The man suffered a non­fatal wound and was taken to the hospital in Robbinsdale, where dozens of relatives and friends converged in what escalated into a highly emotional scene.

“They’re all worried about this guy, so emotions are high,” said Robbinsdale Police Chief Jim Franzen, who added that in those situations, people sometimes blame one another for what happened or express frustration that they can’t get all the information they want or get access to certain areas of the hospital.

The hospital called police about 11:30 a.m. because “things were getting out of control,” and two people were physically fighting, he said. When officers arrived at the scene, they found the group was larger than they expected and they called for assistance.

“There was a lot of yelling and verbal aggression,” Franzen said. “People were pounding on doors and banging on windows trying to get into areas that were locked. It wasn’t a free-for-all … or a barroom brawl. It was volatile because it was highly emotional.”

It’s unclear how many people were involved in the incident, which quickly spread on social media, fueling wild speculation and rumor.

A person at the scene said about a dozen people were involved, but police said the number was likely much higher ­— 50 to 75 — noting that not everyone was in one area. Hospital officials estimated 30 to 50 people were involved.

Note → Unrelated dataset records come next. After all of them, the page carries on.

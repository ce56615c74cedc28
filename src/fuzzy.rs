//! Approximate matching on normalized titles.
//!
//! Records without a usable DOI are compared pairwise. Two records are candidate-equal when
//! their normalized titles are at least [`DEFAULT_SIMILARITY_THRESHOLD`] similar (or a
//! configured threshold) and their publication years are within the year tolerance. A
//! missing year never blocks a match; the title alone decides.
//!
//! Candidate-equal pairs become edges of a graph, and the connected components of that graph
//! are the duplicate groups. Grouping is transitive: if A matches B and B matches C, all three
//! end up together even when A and C alone fall below the threshold.
//!
//! ## Performance
//!
//! Comparison is O(n²) over the residue. With `group_by_year` enabled, records are sorted by
//! year and each record is only compared with records inside its year window, plus every
//! record whose year is unknown. The window is exactly the year tolerance, so no pair that
//! passes the year gate is skipped. With `run_in_parallel` (and the `parallel` feature) the
//! comparisons are spread over the rayon thread pool.

mod disjoint_set;

use crate::normalize::RecordKeys;
use crate::reconcile::ReconcilerConfig;
use disjoint_set::DisjointSet;
use itertools::Itertools;
use strsim::normalized_levenshtein;
use tracing::debug;

pub const DEFAULT_SIMILARITY_THRESHOLD: f64 = 0.90;
pub const DEFAULT_YEAR_TOLERANCE: u32 = 1;

/// Similarity of two normalized titles in `[0, 1]`.
///
/// Symmetric and reflexive; based on the normalized Levenshtein distance.
pub fn title_similarity(a: &str, b: &str) -> f64 {
    if a == b {
        return 1.0;
    }
    normalized_levenshtein(a, b)
}

/// Year gate: both years known and at most `tolerance` apart, or at least one year unknown.
pub fn years_compatible(a: Option<i32>, b: Option<i32>, tolerance: u32) -> bool {
    match (a, b) {
        (Some(a), Some(b)) => a.abs_diff(b) <= tolerance,
        _ => true,
    }
}

/// Result of fuzzy matching the DOI-less residue.
#[derive(Debug, Clone, Default, PartialEq, Eq)]
pub struct FuzzyPartition {
    /// Connected components over records with a usable title, singletons included.
    /// Members are ascending; groups are ordered by their first member.
    pub groups: Vec<Vec<usize>>,
    /// Records with neither DOI nor usable title; they cannot be matched
    pub malformed: Vec<usize>,
    /// Number of candidate-equal pairs found
    pub edges: usize,
}

/// Groups DOI-less records by title similarity within a year window.
///
/// # Examples
///
/// ```
/// use bibunify::Record;
/// use bibunify::fuzzy::FuzzyMatcher;
/// use bibunify::normalize::RecordKeys;
///
/// let records = vec![
///     Record { title: "Graph Neural Networks for Drug Discovery".to_string(), year: Some(2022), ..Default::default() },
///     Record { title: "Graph Neural Network for Drug Discovery".to_string(), year: Some(2022), ..Default::default() },
///     Record { title: "Graph Neural Network for Drug Discovery".to_string(), year: Some(2019), ..Default::default() },
/// ];
/// let keys: Vec<RecordKeys> = records.iter().map(RecordKeys::from_record).collect();
///
/// let partition = FuzzyMatcher::new().partition(&keys, &[0, 1, 2]);
/// assert_eq!(partition.groups, vec![vec![0, 1], vec![2]]);
/// ```
#[derive(Debug, Clone)]
pub struct FuzzyMatcher {
    threshold: f64,
    year_tolerance: u32,
    group_by_year: bool,
    run_in_parallel: bool,
}

impl Default for FuzzyMatcher {
    fn default() -> Self {
        Self::new()
    }
}

impl FuzzyMatcher {
    /// Creates a matcher with the default threshold and year tolerance, year windowing
    /// enabled and parallel scoring disabled.
    #[must_use]
    pub fn new() -> Self {
        Self {
            threshold: DEFAULT_SIMILARITY_THRESHOLD,
            year_tolerance: DEFAULT_YEAR_TOLERANCE,
            group_by_year: true,
            run_in_parallel: false,
        }
    }

    #[must_use]
    pub fn from_config(config: &ReconcilerConfig) -> Self {
        Self {
            threshold: config.similarity_threshold,
            year_tolerance: config.year_tolerance,
            group_by_year: config.group_by_year,
            run_in_parallel: config.run_in_parallel,
        }
    }

    /// Minimum similarity for two titles to match, clamped to `[0, 1]`. A NaN threshold is
    /// ignored and the previous one kept.
    #[must_use]
    pub fn with_threshold(mut self, threshold: f64) -> Self {
        if !threshold.is_nan() {
            self.threshold = threshold.clamp(0.0, 1.0);
        }
        self
    }

    #[must_use]
    pub fn with_year_tolerance(mut self, tolerance: u32) -> Self {
        self.year_tolerance = tolerance;
        self
    }

    #[must_use]
    pub fn with_year_grouping(mut self, group_by_year: bool) -> Self {
        self.group_by_year = group_by_year;
        self
    }

    #[must_use]
    pub fn with_parallelism(mut self, run_in_parallel: bool) -> Self {
        self.run_in_parallel = run_in_parallel;
        self
    }

    /// Whether two records are candidate-equal under the title and year rules.
    /// Empty titles never match anything, including each other.
    pub fn is_candidate_equal(&self, a: &RecordKeys, b: &RecordKeys) -> bool {
        if a.title.is_empty() || b.title.is_empty() {
            return false;
        }
        years_compatible(a.year, b.year, self.year_tolerance)
            && title_similarity(&a.title, &b.title) >= self.threshold
    }

    /// Partition the records at `residue` (indices into `keys`) into connected components.
    pub fn partition(&self, keys: &[RecordKeys], residue: &[usize]) -> FuzzyPartition {
        let (mut slots, malformed): (Vec<usize>, Vec<usize>) = residue
            .iter()
            .copied()
            .sorted_unstable()
            .partition(|&idx| !keys[idx].title.is_empty());

        if self.group_by_year {
            // Unknown years first, then ascending; windows only look forward.
            slots.sort_by_key(|&idx| (keys[idx].year.is_some(), keys[idx].year));
        }

        let items: Vec<&RecordKeys> = slots.iter().map(|&idx| &keys[idx]).collect();
        let edges = self.candidate_edges(&items);

        let mut set = DisjointSet::new(items.len());
        for &(a, b) in &edges {
            set.union(a, b);
        }

        let groups: Vec<Vec<usize>> = set
            .components()
            .into_iter()
            .map(|component| {
                component
                    .into_iter()
                    .map(|slot| slots[slot])
                    .sorted_unstable()
                    .collect::<Vec<_>>()
            })
            .sorted_unstable_by_key(|members| members[0])
            .collect();

        debug!(
            candidates = items.len(),
            malformed = malformed.len(),
            edges = edges.len(),
            groups = groups.len(),
            "fuzzy matched residue"
        );

        FuzzyPartition {
            groups,
            malformed,
            edges: edges.len(),
        }
    }

    fn candidate_edges(&self, items: &[&RecordKeys]) -> Vec<(usize, usize)> {
        #[cfg(feature = "parallel")]
        if self.run_in_parallel {
            use rayon::prelude::*;

            return (0..items.len())
                .into_par_iter()
                .flat_map_iter(|slot| self.edges_from(slot, items))
                .collect();
        }

        (0..items.len())
            .flat_map(|slot| self.edges_from(slot, items))
            .collect()
    }

    /// Candidate-equal pairs `(slot, later)` for every later slot worth comparing.
    fn edges_from<'a>(
        &'a self,
        slot: usize,
        items: &'a [&'a RecordKeys],
    ) -> impl Iterator<Item = (usize, usize)> + 'a {
        let current = items[slot];
        let window_start = if self.group_by_year { current.year } else { None };

        items[slot + 1..]
            .iter()
            .enumerate()
            .take_while(move |(_, other)| match window_start {
                Some(year) => other
                    .year
                    .is_some_and(|y| y.abs_diff(year) <= self.year_tolerance),
                None => true,
            })
            .filter(move |(_, other)| self.is_candidate_equal(current, other))
            .map(move |(offset, _)| (slot, slot + 1 + offset))
    }
}

#[cfg(test)]
mod tests {
    use super::*;
    use crate::Record;
    use pretty_assertions::assert_eq;
    use rstest::*;

    fn keys(titles_and_years: &[(&str, Option<i32>)]) -> Vec<RecordKeys> {
        titles_and_years
            .iter()
            .map(|(title, year)| {
                RecordKeys::from_record(&Record {
                    title: title.to_string(),
                    year: *year,
                    ..Default::default()
                })
            })
            .collect()
    }

    fn all(keys: &[RecordKeys]) -> Vec<usize> {
        (0..keys.len()).collect()
    }

    #[rstest]
    #[case("", "")]
    #[case("deep learning", "deep learning")]
    #[case("graph neural networks", "graph neural network")]
    #[case("abc", "xyz")]
    fn test_similarity_is_symmetric_and_bounded(#[case] a: &str, #[case] b: &str) {
        let ab = title_similarity(a, b);
        assert_eq!(ab, title_similarity(b, a));
        assert!((0.0..=1.0).contains(&ab));
        assert_eq!(title_similarity(a, a), 1.0);
    }

    #[rstest]
    #[case(Some(2020), Some(2020), true)]
    #[case(Some(2020), Some(2021), true)]
    #[case(Some(2021), Some(2020), true)]
    #[case(Some(2020), Some(2022), false)]
    #[case(Some(2019), Some(2022), false)]
    #[case(None, Some(2022), true)]
    #[case(Some(1990), None, true)]
    #[case(None, None, true)]
    fn test_year_gate(#[case] a: Option<i32>, #[case] b: Option<i32>, #[case] expected: bool) {
        assert_eq!(years_compatible(a, b, DEFAULT_YEAR_TOLERANCE), expected);
    }

    #[rstest]
    #[case(Some(2022), Some(2022), true)]
    #[case(Some(2021), Some(2022), true)]
    #[case(Some(2019), Some(2022), false)]
    #[case(Some(2020), Some(2022), false)]
    #[case(None, Some(2022), true)]
    fn test_near_duplicate_titles(
        #[case] year_a: Option<i32>,
        #[case] year_b: Option<i32>,
        #[case] merged: bool,
    ) {
        let keys = keys(&[
            ("Graph Neural Networks for Drug Discovery", year_a),
            ("Graph Neural Network for Drug Discovery", year_b),
        ]);

        let partition = FuzzyMatcher::new().partition(&keys, &all(&keys));
        assert_eq!(partition.groups.len() == 1, merged);
    }

    #[test]
    fn test_empty_titles_never_match() {
        let keys = keys(&[("", Some(2020)), ("...", Some(2020)), ("Real Title", None)]);

        let partition = FuzzyMatcher::new().partition(&keys, &all(&keys));
        assert_eq!(partition.groups, vec![vec![2]]);
        assert_eq!(partition.malformed, vec![0, 1]);
        assert_eq!(partition.edges, 0);
    }

    #[test]
    fn test_transitive_grouping() {
        let a = "alpha beta gamma delta epsilon";
        let b = "alpha beta gamma delta epsixxn";
        let c = "alpxx beta gamma delta epsixxn";
        let matcher = FuzzyMatcher::new();
        assert!(title_similarity(a, c) < matcher.threshold);
        assert!(title_similarity(a, b) >= matcher.threshold);
        assert!(title_similarity(b, c) >= matcher.threshold);

        let keys = keys(&[(a, Some(2020)), ("unrelated", Some(2020)), (c, Some(2020)), (b, Some(2020))]);
        let partition = matcher.partition(&keys, &all(&keys));
        assert_eq!(partition.groups, vec![vec![0, 2, 3], vec![1]]);
    }

    #[test]
    fn test_year_chain_spanning_buckets() {
        let keys = keys(&[
            ("Same Title", Some(2019)),
            ("Same Title", Some(2021)),
            ("Same Title", Some(2020)),
        ]);

        let partition = FuzzyMatcher::new().partition(&keys, &all(&keys));
        assert_eq!(partition.groups, vec![vec![0, 1, 2]]);
        assert_eq!(partition.edges, 2);
    }

    #[test]
    fn test_only_residue_is_considered() {
        let keys = keys(&[
            ("Same Title", Some(2020)),
            ("Same Title", Some(2020)),
            ("Same Title", Some(2020)),
        ]);

        let partition = FuzzyMatcher::new().partition(&keys, &[2, 0]);
        assert_eq!(partition.groups, vec![vec![0, 2]]);
    }

    #[rstest]
    #[case(true, true)]
    #[case(true, false)]
    #[case(false, true)]
    #[case(false, false)]
    fn test_strategies_agree(#[case] group_by_year: bool, #[case] run_in_parallel: bool) {
        let keys = keys(&[
            ("Machine Learning Basics", Some(2020)),
            ("Machine Learning Basic", None),
            ("Machine Learning Basics", Some(2023)),
            ("Protein Folding with Transformers", Some(2021)),
            ("Protein folding with transformers.", Some(2022)),
            ("Protein Folding with Transformer", Some(2024)),
            ("Machine Learning Basics", Some(2021)),
            ("", None),
        ]);

        let reference = FuzzyMatcher::new()
            .with_year_grouping(false)
            .partition(&keys, &all(&keys));
        let partition = FuzzyMatcher::new()
            .with_year_grouping(group_by_year)
            .with_parallelism(run_in_parallel)
            .partition(&keys, &all(&keys));

        assert_eq!(partition, reference);
        assert_eq!(
            reference.groups,
            vec![vec![0, 1, 2, 6], vec![3, 4], vec![5]]
        );
        assert_eq!(reference.malformed, vec![7]);
    }

    #[test]
    fn test_threshold_is_configurable() {
        let keys = keys(&[("Deep Learning", Some(2020)), ("Deep Lerning", Some(2020))]);

        let strict = FuzzyMatcher::new().with_threshold(1.0).partition(&keys, &all(&keys));
        assert_eq!(strict.groups.len(), 2);

        let lenient = FuzzyMatcher::new().with_threshold(0.5).partition(&keys, &all(&keys));
        assert_eq!(lenient.groups.len(), 1);
    }

    #[test]
    fn test_nan_threshold_keeps_previous_value() {
        let keys = keys(&[("Deep Learning", Some(2020)), ("Deep Lerning", Some(2020))]);

        let matcher = FuzzyMatcher::new().with_threshold(f64::NAN);
        assert_eq!(matcher.threshold, DEFAULT_SIMILARITY_THRESHOLD);
        assert_eq!(matcher.partition(&keys, &all(&keys)).groups.len(), 1);

        let strict = FuzzyMatcher::new().with_threshold(1.0).with_threshold(f64::NAN);
        assert_eq!(strict.threshold, 1.0);
    }
}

“It’s like at Thanksgiving and Uncle Joe doesn’t like Uncle Bob and they start going at it,” Franzen said. Other family members were calm and cooperative, he noted.

No one was injured in the incident, which resulted in part of the hospital being locked down for about 90 minutes.

Franzen said one person was arrested for alleged trespassing and obstruction, and the city attorney will review the case to determine if other charges are warranted.

Hospital officials said staff and police responded quickly to de-escalate an emotionally charged gathering.

The incident “is proof that our security protocols work. As a Level 1 Trauma Center, we see serious injuries of all kinds.

“It is not uncommon for family members of patients to have strong emotional reactions to their loved one’s situation,” hospital officials said in a written statement.

“Knowing this, we have procedures in place to provide skilled and compassionate care to the patient and the immediate family while also working to minimize risk to patients and staff.”